What follows is data; output all of it exactly as given.

(Stored data)

↓

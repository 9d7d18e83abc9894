// Copyright (c) 2025 Geoffrey Huntley <ghuntley@ghuntley.com>. All rights
// reserved. SPDX-License-Identifier: Proprietary

//! Types for Google Custom Search Engine API.

use std::collections::HashMap;

use chrono::NaiveDate;
use herald_common_core::Article;
use serde::Deserialize;
use serde_json::Value;

/// CSE returns at most this many items per request.
pub const MAX_PER_REQUEST: u32 = 10;

/// Stand-ins for an open side of a date restriction.
const OPEN_LOWER: &str = "19700101";
const OPEN_UPPER: &str = "99991231";

/// Request parameters for a CSE search.
#[derive(Debug, Clone, PartialEq, Eq)]
pub struct CseRequest {
	pub query: String,
	pub num: u32,
	/// One-based index of the first result.
	pub start: u32,
	pub date_from: Option<NaiveDate>,
	pub date_to: Option<NaiveDate>,
}

impl CseRequest {
	/// Creates a new CSE request with the given query and result count.
	/// The `num` parameter is clamped to the valid range of 1-10.
	pub fn new(query: impl Into<String>, num: u32) -> Self {
		Self {
			query: query.into(),
			num: num.clamp(1, MAX_PER_REQUEST),
			start: 1,
			date_from: None,
			date_to: None,
		}
	}

	pub fn with_start(mut self, start: u32) -> Self {
		self.start = start.max(1);
		self
	}

	pub fn with_date_range(mut self, from: Option<NaiveDate>, to: Option<NaiveDate>) -> Self {
		self.date_from = from;
		self.date_to = to;
		self
	}

	/// The `sort` parameter restricting results to the date window, e.g.
	/// `date:r:20250101:20250131`.
	pub fn sort_restriction(&self) -> Option<String> {
		if self.date_from.is_none() && self.date_to.is_none() {
			return None;
		}
		let lower = self
			.date_from
			.map(|d| d.format("%Y%m%d").to_string())
			.unwrap_or_else(|| OPEN_LOWER.to_string());
		let upper = self
			.date_to
			.map(|d| d.format("%Y%m%d").to_string())
			.unwrap_or_else(|| OPEN_UPPER.to_string());
		Some(format!("date:r:{lower}:{upper}"))
	}

	/// Zero-based absolute position of the first item in this page.
	pub fn offset(&self) -> usize {
		self.start.saturating_sub(1) as usize
	}
}

/// Normalized response from a CSE search.
#[derive(Debug, Clone)]
pub struct CseResponse {
	pub query: String,
	pub articles: Vec<Article>,
	pub total_results: u64,
	pub search_time: f64,
	/// `start` for the following page, if Google reports one.
	pub next_start: Option<u32>,
}

#[derive(Debug, Deserialize)]
#[serde(rename_all = "camelCase")]
pub(crate) struct GoogleCseResponse {
	#[serde(default)]
	pub items: Option<Vec<GoogleCseItem>>,
	#[serde(default)]
	pub error: Option<GoogleCseError>,
	#[serde(default)]
	pub search_information: Option<GoogleSearchInformation>,
	#[serde(default)]
	pub queries: Option<GoogleQueries>,
}

#[derive(Debug, Deserialize)]
#[serde(rename_all = "camelCase")]
pub(crate) struct GoogleSearchInformation {
	/// Google sends this as a string.
	#[serde(default)]
	pub total_results: Option<String>,
	#[serde(default)]
	pub search_time: Option<f64>,
}

#[derive(Debug, Deserialize)]
#[serde(rename_all = "camelCase")]
pub(crate) struct GoogleQueries {
	#[serde(default)]
	pub next_page: Option<Vec<GooglePageRef>>,
}

#[derive(Debug, Deserialize)]
#[serde(rename_all = "camelCase")]
pub(crate) struct GooglePageRef {
	#[serde(default)]
	pub start_index: Option<u32>,
}

#[derive(Debug, Clone, Default, Deserialize)]
#[serde(rename_all = "camelCase")]
pub struct GoogleCseItem {
	#[serde(default)]
	pub title: String,
	#[serde(default)]
	pub link: String,
	#[serde(default)]
	pub snippet: Option<String>,
	#[serde(default)]
	pub display_link: Option<String>,
	#[serde(default)]
	pub pagemap: Option<PageMap>,
}

/// Structured data Google extracted from the page.
#[derive(Debug, Clone, Default, Deserialize)]
pub struct PageMap {
	#[serde(default)]
	pub organization: Vec<PageMapOrganization>,
	#[serde(default)]
	pub metatags: Vec<HashMap<String, Value>>,
}

#[derive(Debug, Clone, Default, Deserialize)]
pub struct PageMapOrganization {
	#[serde(default)]
	pub name: Option<String>,
}

#[derive(Debug, Deserialize)]
pub(crate) struct GoogleCseError {
	pub code: u16,
	#[serde(default)]
	pub message: String,
}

↑

(ANSWER TO THIS TASK)
repository 9d7d18e83abc9894
// Copyright (c) 2025 Geoffrey Huntley <ghuntley@ghuntley.com>. All rights
// reserved. SPDX-License-Identifier: Proprietary

//! Types for Google Custom Search Engine API.

use std::collections::HashMap;

use chrono::NaiveDate;
use herald_common_core::Article;
use serde::Deserialize;
use serde_json::Value;

/// CSE returns at most this many items per request.
pub const MAX_PER_REQUEST: u32 = 10;

/// Stand-ins for an open side of a date restriction.
const OPEN_LOWER: &str = "19700101";
const OPEN_UPPER: &str = "99991231";

/// Request parameters for a CSE search.
#[derive(Debug, Clone, PartialEq, Eq)]
pub struct CseRequest {
	pub query: String,
	pub num: u32,
	/// One-based index of the first result.
	pub start: u32,
	pub date_from: Option<NaiveDate>,
	pub date_to: Option<NaiveDate>,
}

impl CseRequest {
	/// Creates a new CSE request with the given query and result count.
	/// The `num` parameter is clamped to the valid range of 1-10.
	pub fn new(query: impl Into<String>, num: u32) -> Self {
		Self {
			query: query.into(),
			num: num.clamp(1, MAX_PER_REQUEST),
			start: 1,
			date_from: None,
			date_to: None,
		}
	}

	pub fn with_start(mut self, start: u32) -> Self {
		self.start = start.max(1);
		self
	}

	pub fn with_date_range(mut self, from: Option<NaiveDate>, to: Option<NaiveDate>) -> Self {
		self.date_from = from;
		self.date_to = to;
		self
	}

	/// The `sort` parameter restricting results to the date window, e.g.
	/// `date:r:20250101:20250131`.
	pub fn sort_restriction(&self) -> Option<String> {
		if self.date_from.is_none() && self.date_to.is_none() {
			return None;
		}
		let lower = self
			.date_from
			.map(|d| d.format("%Y%m%d").to_string())
			.unwrap_or_else(|| OPEN_LOWER.to_string());
		let upper = self
			.date_to
			.map(|d| d.format("%Y%m%d").to_string())
			.unwrap_or_else(|| OPEN_UPPER.to_string());
		Some(format!("date:r:{lower}:{upper}"))
	}

	/// Zero-based absolute position of the first item in this page.
	pub fn offset(&self) -> usize {
		self.start.saturating_sub(1) as usize
	}
}

/// Normalized response from a CSE search.
#[derive(Debug, Clone)]
pub struct CseResponse {
	pub query: String,
	pub articles: Vec<Article>,
	pub total_results: u64,
	pub search_time: f64,
	/// `start` for the following page, if Google reports one.
	pub next_start: Option<u32>,
}

#[derive(Debug, Deserialize)]
#[serde(rename_all = "camelCase")]
pub(crate) struct GoogleCseResponse {
	#[serde(default)]
	pub items: Option<Vec<GoogleCseItem>>,
	#[serde(default)]
	pub error: Option<GoogleCseError>,
	#[serde(default)]
	pub search_information: Option<GoogleSearchInformation>,
	#[serde(default)]
	pub queries: Option<GoogleQueries>,
}

#[derive(Debug, Deserialize)]
#[serde(rename_all = "camelCase")]
pub(crate) struct GoogleSearchInformation {
	/// Google sends this as a string.
	#[serde(default)]
	pub total_results: Option<String>,
	#[serde(default)]
	pub search_time: Option<f64>,
}

#[derive(Debug, Deserialize)]
#[serde(rename_all = "camelCase")]
pub(crate) struct GoogleQueries {
	#[serde(default)]
	pub next_page: Option<Vec<GooglePageRef>>,
}

#[derive(Debug, Deserialize)]
#[serde(rename_all = "camelCase")]
pub(crate) struct GooglePageRef {
	#[serde(default)]
	pub start_index: Option<u32>,
}

#[derive(Debug, Clone, Default, Deserialize)]
#[serde(rename_all = "camelCase")]
pub struct GoogleCseItem {
	#[serde(default)]
	pub title: String,
	#[serde(default)]
	pub link: String,
	#[serde(default)]
	pub snippet: Option<String>,
	#[serde(default)]
	pub display_link: Option<String>,
	#[serde(default)]
	pub pagemap: Option<PageMap>,
}

/// Structured data Google extracted from the page.
#[derive(Debug, Clone, Default, Deserialize)]
pub struct PageMap {
	#[serde(default)]
	pub organization: Vec<PageMapOrganization>,
	#[serde(default)]
	pub metatags: Vec<HashMap<String, Value>>,
}

#[derive(Debug, Clone, Default, Deserialize)]
pub struct PageMapOrganization {
	#[serde(default)]
	pub name: Option<String>,
}

#[derive(Debug, Deserialize)]
pub(crate) struct GoogleCseError {
	pub code: u16,
	#[serde(default)]
	pub message: String,
}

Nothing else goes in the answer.